Disclaimer
This edited version has been archived due to the length of time since original publication. It should not be regarded as indicative of the ATO's current views. The law may have changed since original publication, and views in the edited version may also be affected by subsequent precedents and new approaches to the application of the law.

You cannot rely on this record in your tax affairs. It is not binding and provides you with no protection (including from any underpaid tax, penalty or interest). In addition, this record is not an authority for the purposes of establishing a reasonably arguable position for you to apply to your own circumstances. For more information on the status of edited versions of private advice and reasons we publish them, see PS LA 2008/4.

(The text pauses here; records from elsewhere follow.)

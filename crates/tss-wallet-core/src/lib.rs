//! # TSS Wallet Core
//!
//! Cryptographic core of a multi-device threshold-signing wallet. The
//! threshold engine itself is external; this crate turns its inputs and
//! outputs into blockchain transactions.
//!
//! ## Architecture
//!
//! This crate provides:
//! - **Public Key Derivation**: non-hardened BIP32 child keys and per-chain
//!   address encodings from the vault's root public key + chain code
//! - **Signature Assembly**: DER / recoverable / raw extraction from engine
//!   signature shares, with mandatory verification before use
//! - **Transaction Compilers**: one per chain family (UTXO, EVM, Cosmos,
//!   Solana, Sui, TON, Polkadot), behind a common build → preimages → compile
//!   contract and a registry keyed by chain
//!
//! ## Quick Start
//!
//! ```rust,ignore
//! use tss_wallet_core::{Chain, ChainSpecificFee, Coin, SigningPayload};
//! use tss_wallet_core::compiler::CompilerRegistry;
//!
//! let registry = CompilerRegistry::standard();
//! let compiler = registry.for_chain(Chain::Ethereum)?;
//!
//! let payload = SigningPayload::new(coin, "0x...", amount, fee);
//! let unsigned = compiler.build_unsigned(&payload)?;
//! let preimages = compiler.preimage_hashes(&unsigned)?;
//!
//! // hand `preimages` to the threshold engine, collect shares, then:
//! let raw_tx_hex = compiler.compile_signed(&unsigned, &shares, &public_key)?;
//! ```
//!
//! ## Security Model
//!
//! No signature is embedded into a transaction without being verified against
//! the derived public key and the exact preimage it claims to sign. A failed
//! verification is terminal for the signing session: it means a stale
//! unsigned transaction, a corrupted relay message or a mismatched key.

pub mod compiler;
pub mod error;
pub mod keys;
pub mod signature;
pub mod types;

pub use compiler::{CompilerRegistry, TxCompiler, UnsignedTx};
pub use error::{Error, Result};
pub use keys::{address_from_public_key, derive_address, derive_child_public_key, eddsa_public_key};
pub use signature::{signature_for, SignatureEncoding, SignatureShares};
pub use types::{
    Chain, ChainFamily, ChainSpecificFee, Coin, SignatureAlgorithm, SignatureShare,
    SigningPayload, UnspentOutput,
};

/// Crate version
pub const VERSION: &str = env!("CARGO_PKG_VERSION");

Edited version of your private ruling

Authorisation Number: 1012090246845

This edited version of your ruling will be published in the public register of private binding rulings after 28 days from the issue date of the ruling. The attached private rulings fact sheet has more information.

Please check this edited version to be sure that there are no details remaining that you think may allow you to be identified. If you have any concerns about this ruling you wish to discuss, you will find our contact details in the fact sheet.

Ruling

Subject: non-commercial losses

Question

Will the Commissioner exercise the discretion in paragraph 35-55(1)(a) of the Income Tax Assessment Act 1997 (ITAA 1997) to allow you to include any losses from your primary production business activity in your calculation of taxable income for the 2009-10 to 2010-11 financial years?

Answer: Yes

This ruling applies for the following period

Year ended 30 June 2010
Year ended 30 June 2011

The scheme commenced on

1 July 1965

Relevant facts and circumstances

You do not satisfy the <$250,000 income requirement set out in subsection 35-10(2E) of the ITAA 1997.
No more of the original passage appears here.